The lines below that include "plan" are to be found and copied.

(Beginning of INFORMATION)

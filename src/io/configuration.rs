//! Mosaic constants and runtime configuration defaults

// Grid layout defaults
/// Default number of rows per mosaic
pub const DEFAULT_NROW: usize = 2;
/// Default number of columns per mosaic
pub const DEFAULT_NCOL: usize = 2;
/// Default number of worker threads
pub const DEFAULT_NUM_PROC: usize = 1;
/// Default number of demo images to render
pub const DEFAULT_DEMO: usize = 0;

// Default locations
/// Directory that source image locators are resolved against
pub const DEFAULT_IMG_DIR: &str = "datasets/coco";
/// Directory receiving all generated artifacts
pub const DEFAULT_OUTPUT_DIR: &str = "output_mosaics";

// Output layout
/// Subdirectory of the output directory holding mosaic images
pub const IMAGES_DIR_NAME: &str = "images";
/// Subdirectory of the output directory holding demo renderings
pub const DEMO_DIR_NAME: &str = "demo";
/// File name of the emitted annotation set
pub const ANNOTATIONS_FILE_NAME: &str = "annotations.json";
/// Extension of emitted images
pub const OUTPUT_EXTENSION: &str = "jpg";
/// Quality of emitted JPEG images
pub const JPEG_QUALITY: u8 = 95;
/// Zero-padded width of emitted image file stems
pub const FILE_NAME_WIDTH: usize = 12;

/// Decimal places kept for emitted box coordinates and areas
pub const BOX_DECIMALS: i32 = 2;

/// Provenance string stored in the `info` field of the emitted dataset
pub const PROVENANCE: &str =
    "The mosaic images and annotations are generated by mosaic-synth from a COCO-style dataset.";

// Demo rendering
/// Outline colour for demo boxes
pub const DEMO_BOX_COLOR: [u8; 3] = [255, 0, 0];
/// Outline thickness for demo boxes in pixels
pub const DEMO_BOX_THICKNESS: i32 = 2;

// Progress bar display settings
/// Width of progress bars in characters
pub const PROGRESS_BAR_WIDTH: u16 = 40;

/// Environment filter applied when `RUST_LOG` is unset
pub const DEFAULT_LOG_FILTER: &str = "info";

/// File name of a mosaic keyed by its 1-based tile index
pub fn tile_file_name(index: usize) -> String {
    format!(
        "{index:0width$}.{ext}",
        width = FILE_NAME_WIDTH,
        ext = OUTPUT_EXTENSION
    )
}
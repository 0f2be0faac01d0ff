//! Source image lookup and output directory creation

use crate::dataset::ImageRecord;
use crate::io::error::{MosaicError, Result, file_system};
use std::fs;
use std::path::{Path, PathBuf};

/// Locate the file backing an image record under `img_dir`
///
/// With a `coco_url` the last two URL segments are used (for example
/// `val2017/000000397133.jpg`); otherwise the record's `file_name`.
pub fn resolve_image_path(img_dir: &Path, record: &ImageRecord) -> PathBuf {
    let segments: Vec<&str> = record
        .coco_url
        .as_deref()
        .map(|url| url.rsplit('/').filter(|s| !s.is_empty()).take(2).collect())
        .unwrap_or_default();

    if segments.is_empty() {
        return img_dir.join(&record.file_name);
    }
    segments
        .iter()
        .rev()
        .fold(img_dir.to_path_buf(), |path, segment| path.join(segment))
}

/// Fail unless `path` is an existing regular file
///
/// # Errors
///
/// Returns [`MosaicError::MissingFile`] if the file is absent
pub fn require_file(path: &Path) -> Result<()> {
    if path.is_file() {
        Ok(())
    } else {
        Err(MosaicError::MissingFile {
            path: path.to_path_buf(),
        })
    }
}

/// Create a directory that must not exist yet
///
/// # Errors
///
/// Returns [`MosaicError::OutputExists`] if the directory is already present,
/// or a file system error if creation fails otherwise
pub fn create_fresh_dir(path: &Path) -> Result<PathBuf> {
    match fs::create_dir(path) {
        Ok(()) => Ok(path.to_path_buf()),
        Err(e) if e.kind() == std::io::ErrorKind::AlreadyExists => {
            Err(MosaicError::OutputExists {
                path: path.to_path_buf(),
            })
        }
        Err(e) => Err(file_system(path, "create directory")(e)),
    }
}

/// Create a directory and its parents, accepting an existing one
///
/// # Errors
///
/// Returns an error if the directory cannot be created
pub fn ensure_dir(path: &Path) -> Result<PathBuf> {
    fs::create_dir_all(path).map_err(file_system(path, "create directory"))?;
    Ok(path.to_path_buf())
}
//! Strip and grid composition of images with their bounding boxes

/// Full grid synthesis from row strips
pub mod grid;
/// Single row or column composition
pub mod strip;

pub use grid::synthesize;
pub use strip::compose_strip;
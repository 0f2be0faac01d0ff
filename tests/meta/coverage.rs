//! Structural checks keeping `tests/unit` a mirror of `src`

#[cfg(test)]
mod tests {
    use std::collections::BTreeSet;
    use std::fs;
    use std::io;
    use std::path::Path;

    const SRC_DIR: &str = "src";
    const UNIT_DIR: &str = "tests/unit";

    /// Relative paths of every directory and `.rs` file below `base`
    fn tree(base: &Path) -> io::Result<BTreeSet<String>> {
        let mut paths = BTreeSet::new();
        walk(base, base, &mut paths)?;
        Ok(paths)
    }

    fn walk(dir: &Path, base: &Path, paths: &mut BTreeSet<String>) -> io::Result<()> {
        for entry in fs::read_dir(dir)? {
            let path = entry?.path();
            let relative = path
                .strip_prefix(base)
                .map_err(|_strip| io::Error::other("path outside scanned tree"))?
                .to_string_lossy()
                .into_owned();

            if path.is_dir() {
                paths.insert(relative);
                walk(&path, base, paths)?;
            } else if path.extension().and_then(|ext| ext.to_str()) == Some("rs") {
                paths.insert(relative);
            }
        }
        Ok(())
    }

    fn is_organizational(path: &str) -> bool {
        path == "main.rs" || path == "lib.rs" || path.ends_with("mod.rs")
    }

    fn report(header: &str, lines: &[String]) -> String {
        format!("{header}:\n{}", lines.join("\n"))
    }

    #[test]
    fn test_every_source_file_has_unit_tests() {
        let src = tree(Path::new(SRC_DIR)).unwrap_or_default();
        let unit = tree(Path::new(UNIT_DIR)).unwrap_or_default();
        assert!(!src.is_empty(), "no sources found under {SRC_DIR}");

        let missing: Vec<String> = src
            .iter()
            .filter(|path| !is_organizational(path) && !unit.contains(*path))
            .map(|path| format!("  - {SRC_DIR}/{path} -> {UNIT_DIR}/{path}"))
            .collect();

        assert!(
            missing.is_empty(),
            "{}",
            report("Source files without unit test counterparts", &missing)
        );
    }

    #[test]
    fn test_every_unit_test_has_a_source() {
        let src = tree(Path::new(SRC_DIR)).unwrap_or_default();
        let unit = tree(Path::new(UNIT_DIR)).unwrap_or_default();

        let orphaned: Vec<String> = unit
            .iter()
            .filter(|path| !path.ends_with("mod.rs") && !src.contains(*path))
            .map(|path| format!("  - {UNIT_DIR}/{path} -> {SRC_DIR}/{path} (missing)"))
            .collect();

        assert!(
            orphaned.is_empty(),
            "{}",
            report("Unit test files without a source counterpart", &orphaned)
        );
    }

    #[test]
    fn test_every_unit_file_is_declared() {
        let unit_root = Path::new(UNIT_DIR);
        let unit = tree(unit_root).unwrap_or_default();

        // Files absent from their parent's module list are silently never compiled
        let undeclared: Vec<String> = unit
            .iter()
            .filter(|path| !path.ends_with("mod.rs"))
            .filter_map(|path| {
                let file = unit_root.join(path);
                let stem = file.file_stem()?.to_str()?.to_string();
                let parent = file.parent()?.join("mod.rs");
                let declarations = fs::read_to_string(&parent).unwrap_or_default();
                let declared = declarations
                    .lines()
                    .any(|line| line.trim() == format!("mod {stem};"));
                (!declared).then(|| format!("  - {UNIT_DIR}/{path} (not in {})", parent.display()))
            })
            .collect();

        assert!(
            undeclared.is_empty(),
            "{}",
            report("Unit test files missing a mod declaration", &undeclared)
        );
    }

    #[test]
    fn test_every_test_file_contains_tests() {
        let tests_root = Path::new("tests");
        let files = tree(tests_root).unwrap_or_default();

        let empty: Vec<String> = files
            .iter()
            .filter(|path| path.ends_with(".rs") && !path.ends_with("mod.rs"))
            .filter(|path| {
                fs::read_to_string(tests_root.join(path))
                    .map(|content| !content.contains("#[test]"))
                    .unwrap_or(true)
            })
            .map(|path| format!("  - tests/{path}"))
            .collect();

        assert!(
            empty.is_empty(),
            "{}",
            report("Test files without any #[test] functions", &empty)
        );
    }
}
//! One mosaic per tile group: load, compose, write

use crate::composition::synthesize;
use crate::dataset::{ImageRecord, TileGroup};
use crate::geometry::BBox;
use crate::io::configuration::{BOX_DECIMALS, tile_file_name};
use crate::io::error::Result;
use crate::io::image::{Image, decode, encode};
use crate::io::paths::{require_file, resolve_image_path};
use std::path::{Path, PathBuf};
use tracing::debug;

/// Shared, read-only inputs of every tile job
#[derive(Debug, Clone)]
pub struct JobContext {
    /// Directory that source image locators are resolved against
    pub img_dir: PathBuf,
    /// Directory receiving composed mosaics
    pub output_image_dir: PathBuf,
    /// Grid rows per mosaic
    pub nrow: usize,
    /// Grid columns per mosaic
    pub ncol: usize,
}

/// Output of one tile job
#[derive(Debug, Clone, PartialEq)]
pub struct TileResult {
    /// Record of the written mosaic, carrying its size and source image ids
    pub record: ImageRecord,
    /// Boxes in mosaic coordinates, rounded for emission
    pub boxes: Vec<BBox>,
    /// Category ids, positionally paired with `boxes`
    pub category_ids: Vec<u64>,
    /// Crowd flags, positionally paired with `boxes`
    pub iscrowds: Vec<u8>,
}

/// A tile group bound to the context it is composed in
#[derive(Debug, Clone, Copy)]
pub struct TileJob<'a> {
    group: &'a TileGroup,
    context: &'a JobContext,
}

impl<'a> TileJob<'a> {
    /// Bind a group to its context
    pub const fn new(group: &'a TileGroup, context: &'a JobContext) -> Self {
        Self { group, context }
    }

    /// Path the mosaic of this job is written to
    pub fn output_path(&self) -> PathBuf {
        self.context
            .output_image_dir
            .join(tile_file_name(self.group.index))
    }

    /// Compose the group into a mosaic, write it and remap its annotations
    ///
    /// # Errors
    ///
    /// Returns an error if:
    /// - Any source image is missing or cannot be decoded
    /// - Composition fails
    /// - The mosaic cannot be written
    pub fn run(&self) -> Result<TileResult> {
        let entries = &self.group.entries;
        let paths: Vec<PathBuf> = entries
            .iter()
            .map(|entry| resolve_image_path(&self.context.img_dir, &entry.record))
            .collect();
        for path in &paths {
            require_file(path)?;
        }

        let images: Vec<Image> = paths
            .iter()
            .map(|path| decode(path))
            .collect::<Result<_>>()?;
        let boxes: Vec<Vec<BBox>> = entries.iter().map(|entry| entry.boxes()).collect();
        let category_ids: Vec<u64> = entries.iter().flat_map(|e| e.category_ids()).collect();
        let iscrowds: Vec<u8> = entries.iter().flat_map(|e| e.iscrowds()).collect();
        let original_img_ids: Vec<u64> = entries.iter().map(|e| e.record.id).collect();

        let (mosaic, remapped) = synthesize(self.context.nrow, self.context.ncol, images, boxes)?;

        let output_path = self.output_path();
        encode(&mosaic, &output_path)?;
        debug!(
            tile = self.group.index,
            sources = entries.len(),
            boxes = remapped.len(),
            path = %output_path.display(),
            "wrote mosaic"
        );

        Ok(TileResult {
            record: mosaic_record(self.group.index, &output_path, &mosaic, original_img_ids),
            boxes: remapped
                .into_iter()
                .map(|bbox| bbox.rounded(BOX_DECIMALS))
                .collect(),
            category_ids,
            iscrowds,
        })
    }
}

fn mosaic_record(
    index: usize,
    path: &Path,
    mosaic: &Image,
    original_img_ids: Vec<u64>,
) -> ImageRecord {
    ImageRecord {
        id: index as u64,
        file_name: path
            .file_name()
            .map(|name| name.to_string_lossy().into_owned())
            .unwrap_or_default(),
        coco_url: Some(path.to_string_lossy().into_owned()),
        height: mosaic.height(),
        width: mosaic.width(),
        original_img_ids,
    }
}
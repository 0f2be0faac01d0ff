//! Geometric value types shared by composition and dataset handling

/// Composition axis and extent helpers
pub mod axis;
/// Axis-aligned bounding boxes in image coordinates
pub mod bbox;

pub use axis::Axis;
pub use bbox::BBox;
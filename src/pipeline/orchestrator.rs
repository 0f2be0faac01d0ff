//! Batch mosaic generation over a whole dataset
//!
//! The dataset is joined, optionally shuffled and partitioned into groups of
//! `nrow * ncol` images. Each group becomes one tile job on the worker pool.
//! Results come back in group order, so the emitted image and annotation ids
//! depend only on the (possibly shuffled) input order, never on scheduling.

use crate::dataset::grouping::{attach_annotations, partition, shuffle_entries};
use crate::dataset::{AnnotationRecord, CocoDataset, ImageRecord, TileGroup};
use crate::geometry::bbox::round_decimals;
use crate::io::configuration::{
    BOX_DECIMALS, DEFAULT_NCOL, DEFAULT_NROW, DEFAULT_NUM_PROC, PROVENANCE,
};
use crate::io::error::{Result, invalid_parameter};
use crate::io::progress::ProgressManager;
use crate::pipeline::job::{JobContext, TileJob, TileResult};
use crate::pipeline::pool::WorkerPool;
use serde_json::Value;
use std::path::Path;
use tracing::info;

/// Parameters controlling grouping and scheduling
#[derive(Debug, Clone, Copy, PartialEq, Eq)]
pub struct MosaicConfig {
    /// Grid rows per mosaic
    pub nrow: usize,
    /// Grid columns per mosaic
    pub ncol: usize,
    /// Shuffle image order before grouping
    pub shuffle: bool,
    /// Seed for the shuffle; unseeded when absent
    pub seed: Option<u64>,
    /// Discard an incomplete final group
    pub drop_last: bool,
    /// Number of worker threads
    pub workers: usize,
}

impl Default for MosaicConfig {
    fn default() -> Self {
        Self {
            nrow: DEFAULT_NROW,
            ncol: DEFAULT_NCOL,
            shuffle: false,
            seed: None,
            drop_last: false,
            workers: DEFAULT_NUM_PROC,
        }
    }
}

impl MosaicConfig {
    /// Number of source images per mosaic
    pub const fn group_size(&self) -> usize {
        self.nrow * self.ncol
    }

    /// Check grid dimensions and worker count
    ///
    /// # Errors
    ///
    /// Returns an error if any of `nrow`, `ncol` or `workers` is zero
    pub fn validate(&self) -> Result<()> {
        for (parameter, value) in [
            ("nrow", self.nrow),
            ("ncol", self.ncol),
            ("workers", self.workers),
        ] {
            if value == 0 {
                return Err(invalid_parameter(parameter, &value, &"must be at least 1"));
            }
        }
        Ok(())
    }
}

/// Drives tile jobs over a dataset and assembles the renumbered result
pub struct BatchOrchestrator {
    config: MosaicConfig,
    pool: WorkerPool,
    progress: Option<ProgressManager>,
}

impl BatchOrchestrator {
    /// Validate the configuration and start the worker pool
    ///
    /// # Errors
    ///
    /// Returns an error if the configuration is invalid or the pool cannot start
    pub fn new(config: MosaicConfig) -> Result<Self> {
        config.validate()?;
        let pool = WorkerPool::new(config.workers)?;
        Ok(Self {
            config,
            pool,
            progress: None,
        })
    }

    /// Report finished tiles on the given progress manager
    #[must_use]
    pub fn with_progress(mut self, progress: ProgressManager) -> Self {
        self.progress = Some(progress);
        self
    }

    /// Active configuration
    pub const fn config(&self) -> &MosaicConfig {
        &self.config
    }

    /// Attached progress manager, if any
    pub const fn progress(&self) -> Option<&ProgressManager> {
        self.progress.as_ref()
    }

    /// Join, shuffle and partition a dataset into numbered tile groups
    ///
    /// # Errors
    ///
    /// Returns an error if the group size is zero
    pub fn plan(
        &self,
        images: Vec<ImageRecord>,
        annotations: Vec<AnnotationRecord>,
    ) -> Result<Vec<TileGroup>> {
        let mut entries = attach_annotations(images, annotations);
        if self.config.shuffle {
            shuffle_entries(&mut entries, self.config.seed);
        }
        partition(entries, self.config.group_size(), self.config.drop_last)
    }

    /// Generate every mosaic of `dataset` and return the new dataset
    ///
    /// Mosaics are written to `output_image_dir`; source files are resolved
    /// under `img_dir`.
    ///
    /// # Errors
    ///
    /// Returns the error of any failing tile job; no dataset is produced then
    pub fn run(
        &mut self,
        dataset: CocoDataset,
        img_dir: &Path,
        output_image_dir: &Path,
    ) -> Result<CocoDataset> {
        let CocoDataset {
            images,
            annotations,
            categories,
            ..
        } = dataset;
        let source_count = images.len();

        let groups = self.plan(images, annotations)?;
        info!(
            sources = source_count,
            groups = groups.len(),
            nrow = self.config.nrow,
            ncol = self.config.ncol,
            workers = self.pool.workers(),
            "formed tile groups"
        );

        let context = JobContext {
            img_dir: img_dir.to_path_buf(),
            output_image_dir: output_image_dir.to_path_buf(),
            nrow: self.config.nrow,
            ncol: self.config.ncol,
        };

        if let Some(ref mut pm) = self.progress {
            pm.initialize(groups.len());
        }
        let progress = self.progress.as_ref();

        let results = self.pool.map_ordered(&groups, |group| {
            let result = TileJob::new(group, &context).run()?;
            if let Some(pm) = progress {
                pm.tile_completed();
            }
            Ok(result)
        })?;

        if let Some(pm) = progress {
            pm.finish();
        }

        let output = renumber(results, categories)?;
        info!(
            images = output.images.len(),
            annotations = output.annotations.len(),
            "composed mosaics"
        );
        Ok(output)
    }
}

/// Flatten tile results into a dataset with dense ids starting at 1
///
/// # Errors
///
/// Returns an error if a result's boxes, category ids and crowd flags differ
/// in count
pub fn renumber(results: Vec<TileResult>, categories: Vec<Value>) -> Result<CocoDataset> {
    let mut images = Vec::with_capacity(results.len());
    let mut annotations: Vec<AnnotationRecord> = Vec::new();

    for (position, result) in results.into_iter().enumerate() {
        let TileResult {
            mut record,
            boxes,
            category_ids,
            iscrowds,
        } = result;

        if boxes.len() != category_ids.len() || boxes.len() != iscrowds.len() {
            return Err(invalid_parameter(
                "annotations",
                &format!(
                    "{} boxes, {} category ids, {} crowd flags",
                    boxes.len(),
                    category_ids.len(),
                    iscrowds.len()
                ),
                &format!("counts for tile {} must agree", record.id),
            ));
        }

        record.id = position as u64 + 1;
        for ((bbox, category_id), iscrowd) in boxes.into_iter().zip(category_ids).zip(iscrowds) {
            annotations.push(AnnotationRecord {
                id: annotations.len() as u64 + 1,
                image_id: record.id,
                area: round_decimals(bbox.area(), BOX_DECIMALS),
                bbox,
                segmentation: Value::Array(Vec::new()),
                category_id,
                iscrowd,
            });
        }
        images.push(record);
    }

    Ok(CocoDataset {
        info: Value::String(PROVENANCE.to_string()),
        images,
        annotations,
        categories,
    })
}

(End of INFORMATION)

* [FINISHED TASK]:
    pub fn plan(
        let groups = self.plan(images, annotations)?;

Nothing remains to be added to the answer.